そのためにも、俺たちの誰かが死ぬ訳にはいかないだろう!!??」


 ホルストースは、黙った。シエイエスが、これほど感情を露わにするのは、ソガール・ザークとの闘い以来だ。

 一番、辛いのは彼だ。しかし仲間のことを考え、最大限に理性的な判断を下そうとしているのだ。その引き裂かれそうな胸の裡を感じ、ホルストースも、ようやく追いついたナユタら他の仲間も、発する言葉を持ち得なかった。
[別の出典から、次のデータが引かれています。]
use rustc_hash::FxHashMap;

use scspot::core::base::sparse_math::log_normalise;
use scspot::core::data::synthetic_data::{generate_block_counts, generate_spot_grid, BlockDataConfig};
use scspot::single_cell::dge::top_markers;
use scspot::single_cell::methods::spatial::{spatially_variable_genes, SpatialParams};
use scspot::{run_pipeline, GeneSet, PipelineConfig};

fn init_logging() {
    let _ = env_logger::builder().is_test(true).try_init();
}

fn block_config() -> PipelineConfig {
    PipelineConfig {
        min_features: 5,
        max_control_fraction: 1.0,
        n_variable_features: 30,
        n_pca_components: 10,
        neighbor_k: 10,
        umap_neighbors: 10,
        umap_epochs: 50,
        random_seed: 7,
        ..Default::default()
    }
}

#[test]
fn pipeline_is_deterministic_on_two_blocks() {
    init_logging();
    let data = generate_block_counts(&BlockDataConfig::default(), 42).unwrap();
    assert_eq!(data.counts.n_obs(), 100);
    assert_eq!(data.counts.n_genes(), 50);

    let config = block_config();
    let first = run_pipeline(&data.counts, &config, None, None).unwrap();
    let second = run_pipeline(&data.counts, &config, None, None).unwrap();

    assert_eq!(first.clusters.labels, second.clusters.labels);
    assert!(first.clusters.n_clusters >= 2);

    let top = |res: &scspot::PipelineResult| -> Vec<(usize, String)> {
        top_markers(&res.markers, 1)
            .into_iter()
            .map(|r| (r.cluster, r.gene_id.clone()))
            .collect()
    };
    assert_eq!(top(&first), top(&second));
    assert_eq!(first.umap.coordinates, second.umap.coordinates);
}

#[test]
fn blocks_end_up_in_different_clusters() {
    init_logging();
    let data = generate_block_counts(&BlockDataConfig::default(), 1).unwrap();
    let res = run_pipeline(&data.counts, &block_config(), None, None).unwrap();

    // no cluster mixes cells of both blocks
    let obs_index: FxHashMap<&str, usize> = data
        .counts
        .obs_ids()
        .iter()
        .enumerate()
        .map(|(i, id)| (id.as_str(), i))
        .collect();
    let mut block_of_cluster: FxHashMap<usize, usize> = FxHashMap::default();
    for (id, &label) in res.clusters.obs_ids.iter().zip(&res.clusters.labels) {
        let block = data.labels[obs_index[id.as_str()]];
        let seen = *block_of_cluster.entry(label).or_insert(block);
        assert_eq!(seen, block);
    }
}

#[test]
fn module_score_follows_block_markers() {
    init_logging();
    let data = generate_block_counts(&BlockDataConfig::default(), 5).unwrap();
    let markers: Vec<&str> = data.marker_genes[0]
        .iter()
        .map(|&g| data.counts.gene_ids()[g].as_str())
        .collect();
    let sets = vec![
        GeneSet::new("block_0", &markers),
        GeneSet::new("absent", &["not_a_gene"]),
    ];

    let res = run_pipeline(&data.counts, &block_config(), None, Some(&sets)).unwrap();
    let table = res.module_scores.as_ref().unwrap();
    let scores = table.get("block_0").unwrap();
    assert!(res.metadata.has_column("module_block_0"));
    assert!(table.get("absent").unwrap().iter().all(|&s| s == 0.0));
    assert!(!res.warnings.is_empty());

    let (mut in_block, mut n_in, mut out_block, mut n_out) = (0.0, 0, 0.0, 0);
    for (j, id) in table.obs_ids.iter().enumerate() {
        let idx = data.counts.obs_ids().iter().position(|o| o == id).unwrap();
        if data.labels[idx] == 0 {
            in_block += scores[j];
            n_in += 1;
        } else {
            out_block += scores[j];
            n_out += 1;
        }
    }
    assert!(in_block / n_in as f64 > out_block / n_out as f64 + 0.5);
}

#[test]
fn spatial_gene_detected_across_seeds() {
    init_logging();
    let mut noise_hits = 0;
    for seed in 0..5 {
        let spots = generate_spot_grid(10, 10, 5, seed).unwrap();
        let norm = log_normalise(&spots.counts, 1e4).unwrap();
        let res =
            spatially_variable_genes(&norm, &spots.coordinates, None, &SpatialParams::default()).unwrap();

        let smooth = res.iter().find(|g| g.gene_id == "smooth").unwrap();
        let noise = res.iter().find(|g| g.gene_id == "noise").unwrap();
        assert!(smooth.is_significant);
        assert!(smooth.rank < noise.rank);
        if noise.is_significant {
            noise_hits += 1;
        }
    }
    assert!(noise_hits <= 2);
}

#[test]
fn pipeline_on_spot_grid() {
    init_logging();
    let spots = generate_spot_grid(10, 10, 20, 3).unwrap();
    let config = PipelineConfig {
        min_features: 5,
        n_variable_features: 15,
        n_pca_components: 5,
        neighbor_k: 10,
        umap_neighbors: 10,
        umap_epochs: 30,
        ..Default::default()
    };
    let res = run_pipeline(&spots.counts, &config, Some(&spots.coordinates), None).unwrap();

    let spatial = res.spatial.as_ref().unwrap();
    assert_eq!(spatial.len(), res.normalised.n_genes());
    assert_eq!(spatial[0].rank, 1);
    for col in ["grid_row", "grid_col", "pixel_x", "pixel_y"] {
        assert!(res.metadata.has_column(col));
    }
}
 ただひたすら、レエテが飲み込まれ、流されていった、ネツァク川下流を見つめ続けることしかできなかった――。




 *


 それは、暴虐な自然の、猛威だった。


 単に山脈から海へ流れ出る水であるはずなのに、どうだ。

 この暴力としか思えない、水の凶悪さ、威力、身体へのダメージ。


 初めてでは、ない。かつてこれと同じくらい暴虐たる自然の水の中で、戦ったことがある。


 アトモフィス・クレーター、「本拠」、“深淵(アビス)”――。


 いずれにせよ、常人なら1分と持たずに死に至り、サタナエル一族である自分でも、大いなる死に直面する驚異の自然だ。


 だが、あの時と、同じ。自分は負ける訳には、いかない。


 手を動かせ、足を動かせ。

 もうすでに岩の衝撃で一本ずつ手足が折れ、肺に水は入り、激流の衝撃で内蔵も損傷している。

 だが私なら、生き残れる。絶対に、生き残る。


 必死の思いが、ようやく彼女を、少しずつ浅瀬に導き――岸へと、近づけた。


 もう少し、もう少しだ――地上へ、上がれる。


 その思いで、必死に伸ばした手を――。


 水面上からがっしりと、掴む、別の手!


 それは、女の、手だった。しかし――到底そうとは思えぬほど、恐ろしく力強い。


 怪力によって、自分の身体は、引き上げられた。


 肺の水をしたたかに吐き、虚ろな目を見上げると――。


 そこにはぼんやりと、黒い大きな帽子と――巨大なクロスボウの、先端が見えた。


「――――よお、久しぶりだなあ、レエテ・サタナエル。

アタシを、覚えているかい? 

ドゥーマで会った。あの戦場で、最後にアンタに立ちふさがった女さ。

シェリーディア・ラウンデンフィル。